#### YOUR TASK:
Exact reproduction required: the lines below from the line with "email, oldest first." to the line with "Human-readable display name.", both ends included, and no others.

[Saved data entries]
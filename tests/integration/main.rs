//! HTTP-level tests driving the router over the in-memory store.

mod helpers;

mod collaborator_test;
mod invitation_test;
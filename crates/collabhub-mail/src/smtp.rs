//! SMTP transport.

use async_trait::async_trait;
use lettre::message::{Mailbox, header::ContentType};
use lettre::transport::smtp::authentication::Credentials;
use lettre::transport::smtp::client::{Tls, TlsParameters};
use lettre::{AsyncSmtpTransport, AsyncTransport, Message, Tokio1Executor};
use tracing::{debug, warn};

use collabhub_core::config::MailConfig;

use crate::{MailError, Mailer};

/// Sends mail through an SMTP relay.
pub struct SmtpMailer {
    transport: AsyncSmtpTransport<Tokio1Executor>,
    from: Mailbox,
}

impl std::fmt::Debug for SmtpMailer {
    fn fmt(&self, f: &mut std::fmt::Formatter<'_>) -> std::fmt::Result {
        f.debug_struct("SmtpMailer").field("from", &self.from).finish()
    }
}

impl SmtpMailer {
    /// Build the transport. Port 465 uses implicit TLS, other ports STARTTLS.
    pub fn new(config: &MailConfig) -> Result<Self, MailError> {
        let host = config.host.as_str();
        let mut builder = if config.use_tls {
            let tls = TlsParameters::new(host.to_string())
                .map_err(|e| MailError::InvalidConfig(format!("TLS configuration error: {e}")))?;
            if config.port == 465 {
                AsyncSmtpTransport::<Tokio1Executor>::relay(host)
                    .map_err(|e| MailError::InvalidConfig(format!("SMTP relay error: {e}")))?
                    .port(config.port)
                    .tls(Tls::Wrapper(tls))
            } else {
                AsyncSmtpTransport::<Tokio1Executor>::starttls_relay(host)
                    .map_err(|e| MailError::InvalidConfig(format!("SMTP relay error: {e}")))?
                    .port(config.port)
                    .tls(Tls::Required(tls))
            }
        } else {
            AsyncSmtpTransport::<Tokio1Executor>::builder_dangerous(host).port(config.port)
        };

        if let (Some(user), Some(pass)) = (&config.username, &config.password) {
            builder = builder.credentials(Credentials::new(user.clone(), pass.clone()));
        }

        let from = match &config.from_name {
            Some(name) => format!("{name} <{}>", config.from_address),
            None => config.from_address.clone(),
        };
        let from = parse_mailbox(&from)?;

        Ok(Self {
            transport: builder.build(),
            from,
        })
    }
}

fn parse_mailbox(address: &str) -> Result<Mailbox, MailError> {
    address.parse().map_err(|e: lettre::address::AddressError| MailError::InvalidAddress {
        address: address.to_string(),
        reason: e.to_string(),
    })
}

#[async_trait]
impl Mailer for SmtpMailer {
    async fn send_html(&self, to: &str, subject: &str, html: &str) -> Result<(), MailError> {
        let message = Message::builder()
            .from(self.from.clone())
            .to(parse_mailbox(to)?)
            .subject(subject)
            .header(ContentType::TEXT_HTML)
            .body(html.to_string())
            .map_err(|e| MailError::SendFailed(format!("Failed to build email: {e}")))?;

        self.transport.send(message).await.map_err(|e| {
            warn!(to = %to, error = %e, "SMTP delivery failed");
            MailError::SendFailed(e.to_string())
        })?;

        debug!(to = %to, subject = %subject, "Email sent");
        Ok(())
    }
}
//! CORS layer configuration.

use std::time::Duration;

use axum::http::{HeaderValue, Method, header};
use tower_http::cors::{Any, CorsLayer};

use collabhub_core::config::CorsConfig;

/// Builds a CORS tower layer from configuration.
pub fn build_cors_layer(config: &CorsConfig) -> CorsLayer {
    let layer = if config.allowed_origins.iter().any(|o| o == "*") {
        CorsLayer::new().allow_origin(Any)
    } else {
        let origins: Vec<HeaderValue> = config
            .allowed_origins
            .iter()
            .filter_map(|o| o.parse().ok())
            .collect();
        CorsLayer::new().allow_origin(origins)
    };

    let methods: Vec<Method> = config
        .allowed_methods
        .iter()
        .filter_map(|m| m.parse().ok())
        .collect();

    layer
        .allow_methods(methods)
        .allow_headers([header::AUTHORIZATION, header::CONTENT_TYPE])
        .max_age(Duration::from_secs(config.max_age_seconds))
}
//! Folder domain entities.

pub mod model;

pub use model::Folder;
//! JWT claims carried by bearer tokens.

use chrono::{DateTime, Utc};
use serde::{Deserialize, Serialize};
use uuid::Uuid;

/// Claims payload embedded in every access token.
#[derive(Debug, Clone, Serialize, Deserialize)]
pub struct Claims {
    /// Subject, the user ID.
    pub sub: Uuid,
    /// Email at the time of issuance.
    pub email: String,
    /// Issued-at timestamp (seconds since epoch).
    pub iat: i64,
    /// Expiration timestamp (seconds since epoch).
    pub exp: i64,
    /// Unique token id.
    pub jti: Uuid,
}

impl Claims {
    /// Returns the user ID from the subject claim.
    pub fn user_id(&self) -> Uuid {
        self.sub
    }

    /// Returns the expiration as a `DateTime<Utc>`.
    pub fn expires_at(&self) -> Option<DateTime<Utc>> {
        DateTime::from_timestamp(self.exp, 0)
    }
}
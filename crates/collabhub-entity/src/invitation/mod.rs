//! Invitation capability token payload.

pub mod payload;

pub use payload::InvitationPayload;
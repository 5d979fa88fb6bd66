//! Grant repository over `user_folders` and `user_files`.

use sqlx::PgPool;
use tracing::debug;
use uuid::Uuid;

use collabhub_core::error::{AppError, ErrorKind};
use collabhub_core::result::AppResult;
use collabhub_entity::grant::{AccessType, Collaborator, Grant, NewGrant, ResourceKind};

use crate::store::GrantQuery;

/// Table layout for one resource kind.
#[derive(Debug, Clone, Copy)]
struct GrantTable {
    grants: &'static str,
    column: &'static str,
    resources: &'static str,
}

fn table_for(kind: ResourceKind) -> GrantTable {
    match kind {
        ResourceKind::Folder => GrantTable {
            grants: "user_folders",
            column: "folder_id",
            resources: "folders",
        },
        ResourceKind::File => GrantTable {
            grants: "user_files",
            column: "file_id",
            resources: "files",
        },
    }
}

fn db_error(message: &'static str) -> impl FnOnce(sqlx::Error) -> AppError {
    move |e| AppError::with_source(ErrorKind::Database, message, e)
}

/// Repository for grant queries and batch writes.
#[derive(Debug, Clone)]
pub struct GrantRepository {
    pool: PgPool,
}

impl GrantRepository {
    /// Create a new grant repository.
    pub fn new(pool: PgPool) -> Self {
        Self { pool }
    }

    /// Grants of one user over a set of live resources.
    pub async fn find(&self, kind: ResourceKind, query: &GrantQuery<'_>) -> AppResult<Vec<Grant>> {
        if query.resource_ids.is_empty() {
            return Ok(Vec::new());
        }
        let t = table_for(kind);
        let sql = format!(
            "SELECT g.{col} AS resource_id, g.user_id, g.access_type, g.created_at, g.updated_at \
             FROM {grants} g JOIN {resources} r ON r.id = g.{col} \
             WHERE g.user_id = $1 AND g.{col} = ANY($2) AND r.in_bin = FALSE \
             AND ($3::text IS NULL OR g.access_type::text <> $3)",
            col = t.column,
            grants = t.grants,
            resources = t.resources,
        );
        sqlx::query_as::<_, Grant>(&sql)
            .bind(query.user_id)
            .bind(query.resource_ids)
            .bind(query.exclude.map(|a| a.as_str()))
            .fetch_all(&self.pool)
            .await
            .map_err(db_error("Failed to find grants"))
    }

    /// Batch insert with `ON CONFLICT DO NOTHING`.
    pub async fn create_many(&self, kind: ResourceKind, grants: &[NewGrant]) -> AppResult<u64> {
        if grants.is_empty() {
            return Ok(0);
        }
        let t = table_for(kind);
        let resource_ids: Vec<Uuid> = grants.iter().map(|g| g.resource_id).collect();
        let user_ids: Vec<Uuid> = grants.iter().map(|g| g.user_id).collect();
        let levels: Vec<String> = grants.iter().map(|g| g.access_type.to_string()).collect();

        let sql = format!(
            "INSERT INTO {grants} ({col}, user_id, access_type) \
             SELECT r, u, a::access_type FROM UNNEST($1::uuid[], $2::uuid[], $3::text[]) AS t(r, u, a) \
             ON CONFLICT ({col}, user_id) DO NOTHING",
            grants = t.grants,
            col = t.column,
        );
        let result = sqlx::query(&sql)
            .bind(&resource_ids)
            .bind(&user_ids)
            .bind(&levels)
            .execute(&self.pool)
            .await
            .map_err(db_error("Failed to create grants"))?;

        debug!(
            table = t.grants,
            requested = grants.len(),
            inserted = result.rows_affected(),
            "Grants created"
        );
        Ok(result.rows_affected())
    }

    /// Change the level of non-owner grants whose level differs.
    pub async fn update_access(
        &self,
        kind: ResourceKind,
        user_id: Uuid,
        resource_ids: &[Uuid],
        access_type: AccessType,
    ) -> AppResult<u64> {
        if resource_ids.is_empty() {
            return Ok(0);
        }
        let t = table_for(kind);
        let sql = format!(
            "UPDATE {grants} SET access_type = $1::access_type, updated_at = NOW() \
             WHERE user_id = $2 AND {col} = ANY($3) \
             AND access_type <> 'owner' AND access_type <> $1::access_type",
            grants = t.grants,
            col = t.column,
        );
        let result = sqlx::query(&sql)
            .bind(access_type.as_str())
            .bind(user_id)
            .bind(resource_ids)
            .execute(&self.pool)
            .await
            .map_err(db_error("Failed to update grants"))?;
        Ok(result.rows_affected())
    }

    /// Delete non-owner grants.
    pub async fn delete_many(
        &self,
        kind: ResourceKind,
        user_id: Uuid,
        resource_ids: &[Uuid],
    ) -> AppResult<u64> {
        if resource_ids.is_empty() {
            return Ok(0);
        }
        let t = table_for(kind);
        let sql = format!(
            "DELETE FROM {grants} WHERE user_id = $1 AND {col} = ANY($2) AND access_type <> 'owner'",
            grants = t.grants,
            col = t.column,
        );
        let result = sqlx::query(&sql)
            .bind(user_id)
            .bind(resource_ids)
            .execute(&self.pool)
            .await
            .map_err(db_error("Failed to delete grants"))?;
        Ok(result.rows_affected())
    }

    /// All grants on one resource with the holder's email, oldest first.
    pub async fn list_for_resource(
        &self,
        kind: ResourceKind,
        resource_id: Uuid,
    ) -> AppResult<Vec<Collaborator>> {
        let t = table_for(kind);
        let sql = format!(
            "SELECT g.user_id, u.email, g.access_type FROM {grants} g \
             JOIN users u ON u.id = g.user_id \
             WHERE g.{col} = $1 ORDER BY g.created_at ASC",
            grants = t.grants,
            col = t.column,
        );
        sqlx::query_as::<_, Collaborator>(&sql)
            .bind(resource_id)
            .fetch_all(&self.pool)
            .await
            .map_err(db_error("Failed to list collaborators"))
    }
}
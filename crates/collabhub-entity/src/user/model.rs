//! User entity model.

use chrono::{DateTime, Utc};
use serde::{Deserialize, Serialize};
use sqlx::FromRow;
use uuid::Uuid;

/// A registered user.
///
/// Users are created and deactivated by the account subsystem; the
/// collaborator core only reads them.
#[derive(Debug, Clone, Serialize, Deserialize, FromRow)]
pub struct User {
    /// Unique user identifier.
    pub id: Uuid,
    /// Email address, unique case-insensitively.
    pub email: String,
    /// Human-readable display name.
    pub display_name: Option<String>,
    /// Whether the account is active.
    pub is_active: bool,
    /// When the user was created.
    pub created_at: DateTime<Utc>,
}

impl User {
    /// Check if the user may receive or act on grants.
    pub fn can_collaborate(&self) -> bool {
        self.is_active
    }
}
//! Authentication configuration.

use serde::{Deserialize, Serialize};

/// Bearer token configuration.
#[derive(Debug, Clone, Serialize, Deserialize)]
pub struct AuthConfig {
    /// Secret key for JWT signing (HMAC-SHA256).
    #[serde(default = "default_jwt_secret")]
    pub jwt_secret: String,
    /// Access token TTL in minutes.
    #[serde(default = "default_access_ttl")]
    pub jwt_access_ttl_minutes: u64,
    /// Allowed clock skew when validating `exp`, in seconds.
    #[serde(default = "default_leeway")]
    pub jwt_leeway_seconds: u64,
}

impl Default for AuthConfig {
    fn default() -> Self {
        Self {
            jwt_secret: default_jwt_secret(),
            jwt_access_ttl_minutes: default_access_ttl(),
            jwt_leeway_seconds: default_leeway(),
        }
    }
}

fn default_jwt_secret() -> String {
    "CHANGE_ME_IN_PRODUCTION".to_string()
}

fn default_access_ttl() -> u64 {
    60
}

fn default_leeway() -> u64 {
    5
}
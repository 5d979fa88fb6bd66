//! Symmetric capability tokens.

pub mod codec;
pub mod invitation;

pub use codec::TokenCodec;
pub use invitation::{INVALID_TOKEN_MESSAGE, InvitationCodec};
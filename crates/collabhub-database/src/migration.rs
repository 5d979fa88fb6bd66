//! Database migration runner.

use sqlx::PgPool;
use tracing::info;

use collabhub_core::error::{AppError, ErrorKind};

/// Run all pending database migrations.
pub async fn run_migrations(pool: &PgPool) -> Result<(), AppError> {
    info!("Running database migrations...");

    sqlx::migrate!("../../migrations")
        .run(pool)
        .await
        .map_err(|e| {
            AppError::with_source(
                ErrorKind::Database,
                format!("Failed to run migrations: {e}"),
                e,
            )
        })?;

    info!("Database migrations completed successfully");
    Ok(())
}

#### TASK ANSWER:
    /// All grants on one resource with the holder's email, oldest first.
    pub async fn list_for_resource(
        &self,
        kind: ResourceKind,
        resource_id: Uuid,
    ) -> AppResult<Vec<Collaborator>> {
        let t = table_for(kind);
        let sql = format!(
            "SELECT g.user_id, u.email, g.access_type FROM {grants} g \
             JOIN users u ON u.id = g.user_id \
             WHERE g.{col} = $1 ORDER BY g.created_at ASC",
            grants = t.grants,
            col = t.column,
        );
        sqlx::query_as::<_, Collaborator>(&sql)
            .bind(resource_id)
            .fetch_all(&self.pool)
            .await
            .map_err(db_error("Failed to list collaborators"))
    }
}
filename crates/collabhub-entity/src/user/model.rs
//! User entity model.

use chrono::{DateTime, Utc};
use serde::{Deserialize, Serialize};
use sqlx::FromRow;
use uuid::Uuid;

/// A registered user.
///
/// Users are created and deactivated by the account subsystem; the
/// collaborator core only reads them.
#[derive(Debug, Clone, Serialize, Deserialize, FromRow)]
pub struct User {
    /// Unique user identifier.
    pub id: Uuid,
    /// Email address, unique case-insensitively.
    pub email: String,
    /// Human-readable display name.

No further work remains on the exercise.